DIRECTIONS FOR THIS TASK: Repeat exactly, please, the opening lines of the data below, through and including the line where "use serde::Deserialize;" sits.
--- RECORDS SHOWN Enclosed Below ---
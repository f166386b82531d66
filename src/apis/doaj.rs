use std::time::Duration;

use super::{
    http_client, non_empty, normalize_doi, page_window, send_checked, synthetic_id, text_or,
    Paper, PaperSource, Source, SourceError, NO_ABSTRACT, NO_TITLE, UNKNOWN_JOURNAL, USER_AGENT,
};
use crate::search::SearchFilters;
use async_trait::async_trait;
use serde::Deserialize;

const BASE_URL: &str = "https://doaj.org/api/search/articles";
const MAX_PAGE_SIZE: u32 = 100;

pub struct DoajClient {
    client: reqwest::Client,
    base_url: String,
}

impl DoajClient {
    pub fn new(timeout: Duration) -> Self {
        Self {
            client: http_client(USER_AGENT, timeout),
            base_url: BASE_URL.to_string(),
        }
    }

    pub fn with_base_url(mut self, base_url: impl Into<String>) -> Self {
        self.base_url = base_url.into();
        self
    }

    /// DOAJ takes the query as the last path segment.
    fn search_url(&self, query: &str) -> Result<reqwest::Url, SourceError> {
        let mut url = reqwest::Url::parse(&self.base_url)
            .map_err(|e| SourceError::Parse(format!("invalid DOAJ URL: {}", e)))?;
        url.path_segments_mut()
            .map_err(|_| SourceError::Parse("DOAJ base URL cannot take a path".to_string()))?
            .pop_if_empty()
            .push(query);
        Ok(url)
    }
}

#[derive(Deserialize)]
struct DoajResponse {
    results: Option<Vec<DoajResult>>,
}
#[derive(Deserialize)]
struct DoajResult {
    #[serde(default)]
    bibjson: DoajBibJson,
    id: Option<String>,
}
#[derive(Deserialize, Default)]
struct DoajBibJson {
    title: Option<String>,
    author: Option<Vec<DoajAuthor>>,
    #[serde(rename = "abstract")]
    abstract_text: Option<String>,
    year: Option<String>,
    identifier: Option<Vec<DoajIdentifier>>,
    link: Option<Vec<DoajLink>>,
    journal: Option<DoajJournal>,
    subject: Option<Vec<DoajSubject>>,
}
#[derive(Deserialize)]
struct DoajAuthor {
    name: Option<String>,
}
#[derive(Deserialize)]
struct DoajIdentifier {
    #[serde(rename = "type")]
    id_type: Option<String>,
    id: Option<String>,
}
#[derive(Deserialize)]
struct DoajLink {
    url: Option<String>,
    #[serde(rename = "type")]
    link_type: Option<String>,
    content_type: Option<String>,
}
#[derive(Deserialize)]
struct DoajJournal {
    title: Option<String>,
}
#[derive(Deserialize)]
struct DoajSubject {
    term: Option<String>,
}

fn doaj_to_paper(r: DoajResult) -> Paper {
    let bib = r.bibjson;
    let id = match non_empty(r.id.as_deref()) {
        Some(id) => format!("doaj_{}", id),
        None => synthetic_id(Source::Doaj, bib.title.as_deref().unwrap_or_default()),
    };
    let links = bib.link.unwrap_or_default();

    let mut paper = Paper::new(id, Source::Doaj);
    paper.title = text_or(bib.title.as_deref(), NO_TITLE);
    paper.abstract_text = text_or(bib.abstract_text.as_deref(), NO_ABSTRACT);
    paper.authors = bib
        .author
        .unwrap_or_default()
        .into_iter()
        .filter_map(|a| non_empty(a.name.as_deref()))
        .collect();
    paper.published_date = bib
        .year
        .as_deref()
        .and_then(|y| y.trim().parse::<i32>().ok())
        .map(|y| super::year_date(Some(y)))
        .unwrap_or_default();
    paper.journal = text_or(bib.journal.and_then(|j| j.title).as_deref(), UNKNOWN_JOURNAL);
    paper.doi = bib
        .identifier
        .unwrap_or_default()
        .into_iter()
        .find(|i| i.id_type.as_deref().is_some_and(|t| t.eq_ignore_ascii_case("doi")))
        .and_then(|i| i.id)
        .as_deref()
        .and_then(normalize_doi);
    paper.download_url = links
        .iter()
        .find(|l| {
            l.link_type.as_deref() == Some("fulltext")
                && l.content_type.as_deref().is_some_and(|c| c.eq_ignore_ascii_case("pdf"))
        })
        .and_then(|l| l.url.clone());
    paper.url = links.first().and_then(|l| non_empty(l.url.as_deref()));
    paper.categories = bib
        .subject
        .unwrap_or_default()
        .into_iter()
        .filter_map(|s| non_empty(s.term.as_deref()))
        .collect();
    paper
}

pub fn parse_response(body: &str) -> Result<Vec<Paper>, SourceError> {
    let resp: DoajResponse = serde_json::from_str(body)?;
    Ok(resp.results.unwrap_or_default().into_iter().map(doaj_to_paper).collect())
}

#[async_trait]
impl PaperSource for DoajClient {
    fn source(&self) -> Source {
        Source::Doaj
    }

    async fn fetch(&self, query: &str, filters: &SearchFilters) -> Result<Vec<Paper>, SourceError> {
        let (page_size, _) = page_window(filters, MAX_PAGE_SIZE);
        let url = self.search_url(query)?;
        let req = self
            .client
            .get(url)
            .header("Accept", "application/json")
            .query(&[
                ("pageSize", page_size.to_string()),
                ("page", filters.page.max(1).to_string()),
                ("sort", "relevance".to_string()),
            ]);
        let body = send_checked(req).await?.text().await?;
        parse_response(&body)
    }
}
--- End of Enclosed RECORDS SHOWN ---
OUTPUT OF THE EXERCISE:
repository f166386b82531d66
filename src/apis/doaj.rs
use std::time::Duration;

use super::{
    http_client, non_empty, normalize_doi, page_window, send_checked, synthetic_id, text_or,
    Paper, PaperSource, Source, SourceError, NO_ABSTRACT, NO_TITLE, UNKNOWN_JOURNAL, USER_AGENT,
};
use crate::search::SearchFilters;
use async_trait::async_trait;
use serde::Deserialize;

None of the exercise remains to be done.